Discord Webhook Setup
Configure the Discord webhook URL as a Kubernetes secret:
kubectl create secret generic discord-webhook-url \
--from-literal=WEBHOOK_URL='https://discord.com/api/webhooks/...'
The alerting-service deployment mounts this secret via secretKeyRef.
Alert Message Format
Discord alerts are sent as rich embeds:
{
"embeds": [{
"title": "High CPU: s0",
"description": "Node s0 CPU at 95.2% (threshold: 90%)",
"color": 16711680,
"timestamp": "2026-02-14T12:34:56Z"
}]
}
Severity Colors
| Severity | Color | Hex |
|---|---|---|
| Critical | Red | 0xFF0000 |
| Warning | Orange | 0xFFA500 |
Cooldown Mechanism
The cooldown tracker prevents duplicate alerts within a time window:
- Alert fires with key
cpu:s0 - Cooldown tracker records
lastFired[cpu:s0] = now - Subsequent alerts with the same key are blocked until cooldown expires
- After cooldown (default 5 minutes), alerts are allowed again
Different alert types have different cooldowns:
- Disk alerts: 15 minutes (disk usage changes slowly)
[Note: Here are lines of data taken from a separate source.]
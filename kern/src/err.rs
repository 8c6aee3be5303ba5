// This Source Code Form is subject to the terms of the Mozilla Public
// License, v. 2.0. If a copy of the MPL was not distributed with this
// file, You can obtain one at https://mozilla.org/MPL/2.0/.

//! Common error-handling support.
//!
//! Kernel code spends too much time hand-rolling sentinel return values, so
//! we separate that concern into `Result<T, KernelError>` instead.

/// The recoverable error conditions the kernel's public API can raise. There
/// is no exception mechanism here: every fallible operation returns one of
/// these instead of panicking.
#[derive(Copy, Clone, Debug, Eq, PartialEq)]
pub enum KernelError {
    /// `create_task` was called after `MAX_TASKS` slots are already in use.
    TaskCapacity,
    /// A message queue's ring buffer had no free slot for `send`.
    QueueFull,
    /// A message queue's ring buffer had nothing to give `receive`.
    QueueEmpty,
    /// A pool or heap request could not be satisfied from available memory.
    OutOfMemory,
    /// The requested block size was zero, or larger than the backing buffer.
    InvalidPoolConfig,
}

pub type Result<T> = core::result::Result<T, KernelError>;
//! API configuration.

use std::path::PathBuf;
use std::str::FromStr;
use std::time::Duration;

use mdetect_media::{FailurePolicy, StorageLayout};

/// API server configuration.
#[derive(Debug, Clone)]
pub struct AppConfig {
    /// Server host
    pub host: String,
    /// Server port
    pub port: u16,
    /// CORS origins
    pub cors_origins: Vec<String>,
    /// Per-IP requests per second on prediction routes
    pub rate_limit_rps: u32,
    /// Max request body size
    pub max_body_size: usize,
    /// Environment (development/production)
    pub environment: String,
    /// Model, upload and result roots
    pub layout: StorageLayout,
    /// Weight-file extension for the models directory scan
    pub model_extension: String,
    /// Explicit manifest; overrides the scan when set
    pub model_manifest: Option<PathBuf>,
    /// Threshold applied to every model on `/predict/video`
    pub video_confidence_threshold: f32,
    pub default_max_frames: u64,
    pub frame_failure_policy: FailurePolicy,
    pub label_font_path: Option<PathBuf>,
    pub save_labels: bool,
    pub save_confidence: bool,
    pub max_concurrent_video_jobs: usize,
    pub hls_segment_seconds: u32,
    pub transcode_timeout: Duration,
    pub artifact_ttl: Duration,
    pub janitor_interval: Duration,
    pub enable_artifact_janitor: bool,
    pub metrics_enabled: bool,
}

impl Default for AppConfig {
    fn default() -> Self {
        Self {
            host: "0.0.0.0".to_string(),
            port: 8000,
            cors_origins: vec!["*".to_string()],
            rate_limit_rps: 10,
            max_body_size: 512 * 1024 * 1024, // 512MB
            environment: "development".to_string(),
            layout: StorageLayout::new("models", "uploads", "results"),
            model_extension: "onnx".to_string(),
            model_manifest: None,
            video_confidence_threshold: 0.5,
            default_max_frames: 100,
            frame_failure_policy: FailurePolicy::DropFrame,
            label_font_path: None,
            save_labels: false,
            save_confidence: false,
            max_concurrent_video_jobs: 2,
            hls_segment_seconds: 4,
            transcode_timeout: Duration::from_secs(1800),
            artifact_ttl: Duration::from_secs(86_400),
            janitor_interval: Duration::from_secs(600),
            enable_artifact_janitor: true,
            metrics_enabled: true,
        }
    }
}

fn env_or<T: FromStr>(key: &str, default: T) -> T {
    std::env::var(key)
        .ok()
        .and_then(|s| s.trim().parse().ok())
        .unwrap_or(default)
}

fn env_flag(key: &str, default: bool) -> bool {
    std::env::var(key)
        .map(|v| matches!(v.trim().to_lowercase().as_str(), "true" | "1" | "yes"))
        .unwrap_or(default)
}

fn env_path(key: &str) -> Option<PathBuf> {
    std::env::var(key)
        .ok()
        .filter(|s| !s.trim().is_empty())
        .map(PathBuf::from)
}

impl AppConfig {
    /// Create config from environment variables.
    pub fn from_env() -> Self {
        let defaults = Self::default();

        let layout = StorageLayout::new(
            env_path("MODELS_DIR").unwrap_or(defaults.layout.models_dir),
            env_path("UPLOADS_DIR").unwrap_or(defaults.layout.uploads_dir),
            env_path("RESULTS_DIR").unwrap_or(defaults.layout.results_dir),
        );

        let frame_failure_policy = match std::env::var("FRAME_FAILURE_POLICY") {
            Ok(v) => v.parse().unwrap_or_else(|e: String| {
                tracing::warn!("{}, using {}", e, defaults.frame_failure_policy);
                defaults.frame_failure_policy
            }),
            Err(_) => defaults.frame_failure_policy,
        };

        Self {
            host: std::env::var("API_HOST").unwrap_or(defaults.host),
            port: env_or("API_PORT", defaults.port),
            cors_origins: std::env::var("CORS_ORIGINS")
                .map(|s| s.split(',').map(|s| s.trim().to_string()).collect())
                .unwrap_or(defaults.cors_origins),
            rate_limit_rps: env_or("RATE_LIMIT_RPS", defaults.rate_limit_rps),
            max_body_size: env_or("MAX_BODY_SIZE", defaults.max_body_size),
            environment: std::env::var("ENVIRONMENT").unwrap_or(defaults.environment),
            layout,
            model_extension: std::env::var("MODEL_EXTENSION").unwrap_or(defaults.model_extension),
            model_manifest: env_path("MODEL_MANIFEST"),
            video_confidence_threshold: env_or("VIDEO_CONFIDENCE_THRESHOLD", defaults.video_confidence_threshold),
            default_max_frames: env_or("DEFAULT_MAX_FRAMES", defaults.default_max_frames),
            frame_failure_policy,
            label_font_path: env_path("LABEL_FONT_PATH"),
            save_labels: env_flag("SAVE_LABELS", defaults.save_labels),
            save_confidence: env_flag("SAVE_CONFIDENCE", defaults.save_confidence),
            max_concurrent_video_jobs: env_or("MAX_CONCURRENT_VIDEO_JOBS", defaults.max_concurrent_video_jobs).max(1),
            hls_segment_seconds: env_or("HLS_SEGMENT_SECONDS", defaults.hls_segment_seconds),
            transcode_timeout: Duration::from_secs(env_or("TRANSCODE_TIMEOUT_SECS", 1800)),
            artifact_ttl: Duration::from_secs(env_or("ARTIFACT_TTL_SECS", 86_400)),
            janitor_interval: Duration::from_secs(env_or("JANITOR_INTERVAL_SECS", 600).max(1)),
            enable_artifact_janitor: env_flag("ENABLE_ARTIFACT_JANITOR", defaults.enable_artifact_janitor),
            metrics_enabled: env_flag("METRICS_ENABLED", defaults.metrics_enabled),
        }
    }

    /// Check if running in production mode.
    pub fn is_production(&self) -> bool {
        self.environment.to_lowercase() == "production"
    }

    /// Check values that would make the service misbehave.
    pub fn validate(&self) -> Result<(), String> {
        if !(0.0..=1.0).contains(&self.video_confidence_threshold) {
            return Err(format!(
                "VIDEO_CONFIDENCE_THRESHOLD must be within [0, 1], got {}",
                self.video_confidence_threshold
            ));
        }
        if self.model_extension.trim_start_matches('.').is_empty() {
            return Err("MODEL_EXTENSION must not be empty".to_string());
        }
        if self.hls_segment_seconds == 0 {
            return Err("HLS_SEGMENT_SECONDS must be positive".to_string());
        }
        Ok(())
    }
}

#[cfg(test)]
mod tests {
    use super::*;

    #[test]
    fn test_defaults() {
        let config = AppConfig::default();
        assert_eq!(config.port, 8000);
        assert_eq!(config.default_max_frames, 100);
        assert_eq!(config.frame_failure_policy, FailurePolicy::DropFrame);
        assert!((config.video_confidence_threshold - 0.5).abs() < f32::EPSILON);
        assert!(!config.is_production());
        assert!(config.validate().is_ok());
    }

    #[test]
    fn test_validate_rejects_bad_threshold() {
        let config = AppConfig {
            video_confidence_threshold: 1.5,
            ..Default::default()
        };
        assert!(config.validate().is_err());
    }

    #[test]
    fn test_env_helpers_fall_back() {
        assert_eq!(env_or("MDETECT_TEST_UNSET_NUMBER", 7u32), 7);
        assert!(env_flag("MDETECT_TEST_UNSET_FLAG", true));
        assert!(env_path("MDETECT_TEST_UNSET_PATH").is_none());
    }
}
- All other alerts: 5 minutes
Restart Count Deduplication
Both OOMKilled and Pod Restart alerts use restart count tracking instead of time-based cooldown:
- When a restart is detected, record the pod's restart count
- Subsequent snapshots with the same or lower restart count are ignored (same event)
- Only fire again when restart count increases (new restart event)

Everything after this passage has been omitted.